Let’s travel back in time to a place far, far away from here. Let’s go all the way back to the end of January 2013. A much younger and handsomer Rob Crooks is getting ready to board an aeroplane in Winnipeg which will fly him away to a far-off land across an entire ocean. There he will meet up with Zucchini Drive for a month long romp across the European continent.

From Speed Dial 7’s home in Kortrijk, Belgium, I drove us to our first show in Hamburg, Germany, learning how to drive manual transmission along the way. It was one of the most stressful and exciting experiences of my life. We almost died several times. And if you haven’t almost died yet, I can’t say I recommend it. But it’s something. That’s for sure.

We spent all of February hitting up cities in Germany, Poland, Czech Republic, Belgium, Netherlands, Switzerland, France and Spain. It was the coolest thing I’ve ever done and I can’t wait to go back.

After returning home from Europe it wasn’t long before I headed on another jet plane. This time I flew to Montreal for the One Man Band Festival. There I was lucky enough to perform with a group of people from all over the world who are crazy just like me. But that wasn’t the only great show I got to play in 2013. From playing with Cadence Weapon to Greg MacPherson’s CD release party, I had some pretty exciting performances over the year. One day I’ll hit the stage on Broadway. And then you’ll all see.

The year was also a busy time for releases. It all started in May when Birdapres and I released our school-themed album Argyle. Rapping with Birdapres was a really a big deal for me. I can’t tell you how many times I’ve listened to the Alleged Legends record Bird did with Dj Moves. When I think of how Canadian hip-hop helped shape who I am today, he is one of the artists who stands out in my mind.

In September, Speed Dial 7, Pip Skid and I released a self-titled album under the name Sugar Pill Gang. When Speed Dial 7 came to Canada in the summer of 2012 to tour with Pip Skid, Dj Co-op and I, we decided it would be a good idea to put our time off into something useful. We wrote and recorded our verses within a couple of weeks, and after a few months of sitting on it, and a little bit of tweeking, the album was complete. This collection of music really captures our collective mental state at that time. We were all crazy.

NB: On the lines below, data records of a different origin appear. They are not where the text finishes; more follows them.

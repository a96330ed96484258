//! Core type definitions for column schemas.

use std::fmt;

use serde::{Deserialize, Serialize};

/// Declared logical type of a column.
#[derive(Debug, Clone, Copy, PartialEq, Eq, Hash, Serialize, Deserialize)]
#[serde(rename_all = "snake_case")]
pub enum ColumnType {
    /// Text values; accepts anything.
    String,
    /// Whole numbers (no decimal point, no grouping separators).
    Int,
    /// Floating-point numbers.
    Float,
    /// Boolean values (`true`/`false`).
    Bool,
    /// Calendar dates, canonically `YYYY-MM-DD`.
    Date,
}

impl ColumnType {
    /// Returns true for the numeric types (`Int`, `Float`).
    pub fn is_numeric(&self) -> bool {
        matches!(self, ColumnType::Int | ColumnType::Float)
    }
}

impl Default for ColumnType {
    fn default() -> Self {
        ColumnType::String
    }
}

impl fmt::Display for ColumnType {
    fn fmt(&self, f: &mut fmt::Formatter<'_>) -> fmt::Result {
        let name = match self {
            ColumnType::String => "String",
            ColumnType::Int => "Int",
            ColumnType::Float => "Float",
            ColumnType::Bool => "Bool",
            ColumnType::Date => "Date",
        };
        write!(f, "{name}")
    }
}
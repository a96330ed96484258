//! Column aggregate formulas for spreadsheet-style editing.
//!
//! This crate implements the small formula language the editor exposes over
//! single columns: `=SUM(Score)`, `=AVG(Price)` and friends. It operates on
//! plain cell strings and knows nothing about tables or schemas, so it stays
//! independent of the data core.
//!
//! Aggregation is forgiving the same way spreadsheets are: values are
//! trimmed, and empty or non-numeric cells are skipped rather than rejected.
//! Only a column with no numeric values at all is an error (except for
//! `COUNT`, which counts the non-empty cells and always succeeds).
//!
//! # Example
//!
//! ```
//! use trellis_formula::parse_formula;
//!
//! let formula = parse_formula("=AVG(Score)").unwrap();
//! assert_eq!(formula.column, "Score");
//! let result = formula.evaluate_on(&["10", "", "30", "oops"]).unwrap();
//! assert_eq!(result, 20.0);
//! ```

use std::fmt;

use once_cell::sync::Lazy;
use regex::Regex;
use thiserror::Error;

/// Formula errors.
#[derive(Debug, Error)]
pub enum FormulaError {
    /// Formula text does not have the `=FUNCTION(Column)` shape.
    #[error("invalid formula: {0}")]
    Parse(String),

    /// A well-formed formula naming an unsupported function.
    #[error("unknown function '{0}'")]
    UnknownFunction(String),

    /// Evaluation input held no numeric values.
    #[error("no numeric values found in column")]
    NoNumericValues,
}

pub type Result<T> = std::result::Result<T, FormulaError>;

/// An aggregate function over one column's cells.
#[derive(Debug, Clone, Copy, PartialEq, Eq, Hash)]
pub enum Function {
    Sum,
    Average,
    Min,
    Max,
    Count,
}

impl Function {
    /// Every supported function.
    pub const ALL: [Function; 5] = [
        Function::Sum,
        Function::Average,
        Function::Min,
        Function::Max,
        Function::Count,
    ];

    /// The name the function carries in formula text.
    pub fn name(self) -> &'static str {
        match self {
            Function::Sum => "SUM",
            Function::Average => "AVG",
            Function::Min => "MIN",
            Function::Max => "MAX",
            Function::Count => "COUNT",
        }
    }

    fn from_name(name: &str) -> Option<Function> {
        Function::ALL
            .into_iter()
            .find(|function| function.name().eq_ignore_ascii_case(name))
    }
}

impl fmt::Display for Function {
    fn fmt(&self, f: &mut fmt::Formatter<'_>) -> fmt::Result {
        f.write_str(self.name())
    }
}

/// A parsed formula: a function applied to one named column.
#[derive(Debug, Clone, PartialEq, Eq)]
pub struct Formula {
    pub function: Function,
    pub column: String,
}

impl Formula {
    /// Evaluate this formula over the named column's cell values.
    pub fn evaluate_on<S: AsRef<str>>(&self, values: &[S]) -> Result<f64> {
        evaluate(self.function, values)
    }
}

impl fmt::Display for Formula {
    fn fmt(&self, f: &mut fmt::Formatter<'_>) -> fmt::Result {
        write!(f, "={}({})", self.function, self.column)
    }
}

/// Evaluate one aggregate over raw cell values.
///
/// Values are trimmed; empty and non-numeric cells are skipped. `Count`
/// counts every non-empty cell, numeric or not, and cannot fail; the other
/// functions need at least one numeric value.
pub fn evaluate<S: AsRef<str>>(function: Function, values: &[S]) -> Result<f64> {
    match function {
        Function::Count => Ok(values
            .iter()
            .filter(|value| !value.as_ref().trim().is_empty())
            .count() as f64),
        Function::Sum => numeric_values(values).map(|numbers| numbers.iter().sum()),
        Function::Average => numeric_values(values)
            .map(|numbers| numbers.iter().sum::<f64>() / numbers.len() as f64),
        Function::Min => {
            numeric_values(values).map(|numbers| numbers.into_iter().fold(f64::INFINITY, f64::min))
        }
        Function::Max => numeric_values(values)
            .map(|numbers| numbers.into_iter().fold(f64::NEG_INFINITY, f64::max)),
    }
}

fn numeric_values<S: AsRef<str>>(values: &[S]) -> Result<Vec<f64>> {
    let numbers: Vec<f64> = values
        .iter()
        .filter_map(|value| value.as_ref().trim().parse::<f64>().ok())
        .collect();

    if numbers.is_empty() {
        Err(FormulaError::NoNumericValues)
    } else {
        Ok(numbers)
    }
}

/// Formula syntax: `=NAME(argument)` with optional interior whitespace.
static FORMULA_RE: Lazy<Regex> =
    Lazy::new(|| Regex::new(r"^=\s*([A-Za-z]+)\s*\(\s*([^()]*?)\s*\)$").unwrap());

/// Parse formula text of the form `=SUM(Score)`.
///
/// The function name is case-insensitive; the single argument is the column
/// name, taken verbatim after trimming (interior spaces allowed).
pub fn parse_formula(input: &str) -> Result<Formula> {
    let trimmed = input.trim();
    if !trimmed.starts_with('=') {
        return Err(FormulaError::Parse(
            "formula must start with '='".to_string(),
        ));
    }

    let Some(captures) = FORMULA_RE.captures(trimmed) else {
        if !trimmed.ends_with(')') {
            return Err(FormulaError::Parse(
                "formula is missing a closing parenthesis".to_string(),
            ));
        }
        return Err(FormulaError::Parse(
            "expected the form =FUNCTION(Column)".to_string(),
        ));
    };

    let name = &captures[1];
    let function = Function::from_name(name)
        .ok_or_else(|| FormulaError::UnknownFunction(name.to_uppercase()))?;

    let column = captures[2].to_string();
    if column.is_empty() {
        return Err(FormulaError::Parse(
            "formula needs a column argument".to_string(),
        ));
    }

    Ok(Formula { function, column })
}
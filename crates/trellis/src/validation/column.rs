//! Whole-column validation against a candidate schema.

use serde::{Deserialize, Serialize};

use super::cell::validate_cell;
use crate::input::Table;
use crate::schema::ColumnSchema;

/// One row's validation failure.
#[derive(Debug, Clone, PartialEq, Serialize, Deserialize)]
pub struct RowError {
    pub row: usize,
    pub message: String,
}

/// Result of validating every cell of one column.
///
/// `normalized` stays aligned to the table's rows whether or not the column
/// is valid; rows that failed keep their original raw value in that slot.
#[derive(Debug, Clone, Serialize, Deserialize)]
pub struct ColumnValidationReport {
    pub is_valid: bool,
    pub errors: Vec<RowError>,
    pub normalized: Vec<String>,
}

impl ColumnValidationReport {
    /// A report for a failure that precedes any per-row checking.
    pub(crate) fn structural_failure(message: String) -> Self {
        Self {
            is_valid: false,
            errors: vec![RowError { row: 0, message }],
            normalized: Vec::new(),
        }
    }
}

/// Validate every cell of one column against a candidate schema.
///
/// The candidate, not the table's current schema, decides validity; this is
/// the gate a schema-type change must pass before commit.
pub fn validate_column(
    table: &Table,
    column_index: usize,
    candidate: &ColumnSchema,
) -> ColumnValidationReport {
    let mut errors = Vec::new();
    let mut normalized = Vec::with_capacity(table.row_count());

    for (row, raw) in table.column_values(column_index).enumerate() {
        match validate_cell(candidate, row, raw) {
            Ok(value) => normalized.push(value),
            Err(error) => {
                errors.push(RowError {
                    row,
                    message: error.to_string(),
                });
                normalized.push(raw.to_string());
            }
        }
    }

    ColumnValidationReport {
        is_valid: errors.is_empty(),
        errors,
        normalized,
    }
}
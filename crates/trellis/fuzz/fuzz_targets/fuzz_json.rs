//! Fuzz target for the JSON document boundary.
//!
//! This fuzzer tests that document parsing and rendering:
//! 1. Never panic on arbitrary text
//! 2. Round-trip any document that parses
//! 3. Keep loading in step with parsing

#![no_main]

use libfuzzer_sys::fuzz_target;
use trellis::Loader;
use trellis::json::{document_to_text, parse_document};

fuzz_target!(|data: &[u8]| {
    // Only process reasonable-sized inputs
    if data.len() > 10_000 {
        return;
    }

    if let Ok(text) = std::str::from_utf8(data) {
        if let Ok(records) = parse_document(text) {
            let rendered = document_to_text(&records, false);
            let reparsed =
                parse_document(&rendered).expect("rendered document failed to reparse");
            assert_eq!(records, reparsed);
        }

        let _ = Loader::new().load_json_str(text);
    }
});
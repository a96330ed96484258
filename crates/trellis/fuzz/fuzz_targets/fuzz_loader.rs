//! Fuzz target for the delimited loader.
//!
//! This fuzzer tests that the load path:
//! 1. Never panics on malformed input
//! 2. Survives delimiter auto-detection on arbitrary text
//! 3. Produces schemas that accept the data they were inferred from

#![no_main]

use libfuzzer_sys::fuzz_target;
use trellis::Loader;

fuzz_target!(|data: &[u8]| {
    // Only process reasonable-sized inputs to avoid OOM
    if data.len() > 100_000 {
        return;
    }

    if let Ok(text) = std::str::from_utf8(data) {
        if let Ok(source) = Loader::new().load_delimited_str(text) {
            let session = source
                .into_session()
                .expect("inferred schema rejected its own data");
            let _ = session.json_text();
        }
    }
});
//! Column schema definition.

use serde::{Deserialize, Serialize};

use super::types::ColumnType;

/// Maximum number of sample values kept per column.
pub const MAX_SAMPLE_VALUES: usize = 5;

/// Schema for a single column, position-aligned with the table.
#[derive(Debug, Clone, PartialEq, Serialize, Deserialize)]
pub struct ColumnSchema {
    /// Column name (mirrors the table header).
    pub name: String,
    /// Declared logical type.
    pub column_type: ColumnType,
    /// Whether empty values are allowed.
    pub nullable: bool,
    /// Lower bound for numeric columns.
    #[serde(skip_serializing_if = "Option::is_none", default)]
    pub min: Option<f64>,
    /// Upper bound for numeric columns.
    #[serde(skip_serializing_if = "Option::is_none", default)]
    pub max: Option<f64>,
    /// Number of distinct raw values observed (empties share one bucket).
    #[serde(default)]
    pub distinct_count: usize,
    /// Up to [`MAX_SAMPLE_VALUES`] non-empty values in encounter order.
    #[serde(skip_serializing_if = "Vec::is_empty", default)]
    pub sample_values: Vec<String>,
}

impl ColumnSchema {
    /// Create a column schema with no bounds and no statistics.
    pub fn new(name: impl Into<String>, column_type: ColumnType) -> Self {
        Self {
            name: name.into(),
            column_type,
            nullable: false,
            min: None,
            max: None,
            distinct_count: 0,
            sample_values: Vec::new(),
        }
    }

    /// Set whether empty values are allowed.
    pub fn with_nullable(mut self, nullable: bool) -> Self {
        self.nullable = nullable;
        self
    }

    /// Set the numeric range bounds.
    pub fn with_range(mut self, min: Option<f64>, max: Option<f64>) -> Self {
        self.min = min;
        self.max = max;
        self
    }

    /// Returns true if this column's declared type is numeric.
    pub fn is_numeric(&self) -> bool {
        self.column_type.is_numeric()
    }
}

#[cfg(test)]
mod tests {
    use super::*;

    #[test]
    fn test_new_defaults() {
        let column = ColumnSchema::new("Score", ColumnType::Float);
        assert_eq!(column.name, "Score");
        assert_eq!(column.column_type, ColumnType::Float);
        assert!(!column.nullable);
        assert!(column.min.is_none());
        assert!(column.max.is_none());
        assert!(column.sample_values.is_empty());
    }

    #[test]
    fn test_builders() {
        let column = ColumnSchema::new("Age", ColumnType::Int)
            .with_nullable(true)
            .with_range(Some(0.0), Some(120.0));
        assert!(column.nullable);
        assert_eq!(column.min, Some(0.0));
        assert_eq!(column.max, Some(120.0));
    }
}
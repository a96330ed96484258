//! JSON text boundary: document parsing and serialization.

use crate::error::{Result, TrellisError};
use crate::json::value::{JsonRecord, JsonValue};

/// Parse JSON text into the document model.
///
/// The text must be a top-level array of objects. Malformed JSON is a
/// `Syntax` error carrying the parser's line number; well-formed JSON of
/// the wrong shape is a `SchemaMismatch`.
pub fn parse_document(text: &str) -> Result<Vec<JsonRecord>> {
    let value: serde_json::Value = serde_json::from_str(text).map_err(|e| {
        let line = if e.line() > 0 { Some(e.line()) } else { None };
        TrellisError::Syntax {
            line,
            message: e.to_string(),
        }
    })?;

    let items = match value {
        serde_json::Value::Array(items) => items,
        other => {
            return Err(TrellisError::SchemaMismatch(format!(
                "expected a top-level array of objects, found {}",
                JsonValue::from_serde(&other).type_name()
            )));
        }
    };

    items
        .iter()
        .enumerate()
        .map(|(index, item)| match item {
            serde_json::Value::Object(map) => Ok(map
                .iter()
                .map(|(k, v)| (k.clone(), JsonValue::from_serde(v)))
                .collect()),
            other => Err(TrellisError::SchemaMismatch(format!(
                "record {} is not an object, found {}",
                index,
                JsonValue::from_serde(other).type_name()
            ))),
        })
        .collect()
}

/// Serialize a document back to JSON text.
pub fn document_to_text(records: &[JsonRecord], pretty: bool) -> String {
    let array = serde_json::Value::Array(records.iter().map(record_to_serde).collect());
    let rendered = if pretty {
        serde_json::to_string_pretty(&array)
    } else {
        serde_json::to_string(&array)
    };
    rendered.unwrap_or_default()
}

pub(crate) fn record_to_serde(record: &JsonRecord) -> serde_json::Value {
    serde_json::Value::Object(
        record
            .iter()
            .map(|(k, v)| (k.clone(), v.to_serde()))
            .collect(),
    )
}

#[cfg(test)]
mod tests {
    use super::*;

    #[test]
    fn test_parse_array_of_objects() {
        let records = parse_document(r#"[{"Name":"Alice","Age":30},{"Name":"Bob","Age":25}]"#)
            .unwrap();

        assert_eq!(records.len(), 2);
        assert_eq!(records[0]["Name"], JsonValue::String("Alice".into()));
        assert_eq!(records[0]["Age"], JsonValue::Int(30));
        let keys: Vec<&str> = records[0].keys().map(|k| k.as_str()).collect();
        assert_eq!(keys, vec!["Name", "Age"]);
    }

    #[test]
    fn test_parse_preserves_int_float_distinction() {
        let records = parse_document(r#"[{"a":1,"b":1.0}]"#).unwrap();
        assert_eq!(records[0]["a"], JsonValue::Int(1));
        assert_eq!(records[0]["b"], JsonValue::Float(1.0));
    }

    #[test]
    fn test_syntax_error_carries_line() {
        let err = parse_document("[\n  {\"a\": }\n]").unwrap_err();
        match err {
            TrellisError::Syntax { line, .. } => assert_eq!(line, Some(2)),
            other => panic!("expected syntax error, got {other:?}"),
        }
    }

    #[test]
    fn test_top_level_object_rejected() {
        let err = parse_document(r#"{"a":1}"#).unwrap_err();
        assert!(matches!(err, TrellisError::SchemaMismatch(_)));
    }

    #[test]
    fn test_non_object_record_rejected() {
        let err = parse_document("[1,2,3]").unwrap_err();
        match err {
            TrellisError::SchemaMismatch(message) => assert!(message.contains("record 0")),
            other => panic!("expected schema mismatch, got {other:?}"),
        }
    }

    #[test]
    fn test_text_round_trip_keeps_key_order() {
        let text = r#"[{"z":1,"a":"two","m":[true,null]}]"#;
        let records = parse_document(text).unwrap();
        assert_eq!(document_to_text(&records, false), text);
    }
}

And finally, Ismaila Alfa, Rhonda “Fenom” Thompson, Dj Kutdown and I re-united to celebrate our second full length album. Magnum KI released Select in December at a show in Winnipeg’s West End Cultural Centre. I’m very proud of this album. And although it will be a long time before Magnum KI works together again, I think we left some pretty good music behind us.

So, that was my 2013 in a nutshell. Sitting here at my desk, it sometimes feels like I didn’t do much over the past 12 months. But looking back and actually taking account of it all, I guess I did some pretty cool stuff. In 2014 you can expect to see me continuing along this path, with more of a focus on some solo music.

Thanks for listening.

Happy new year.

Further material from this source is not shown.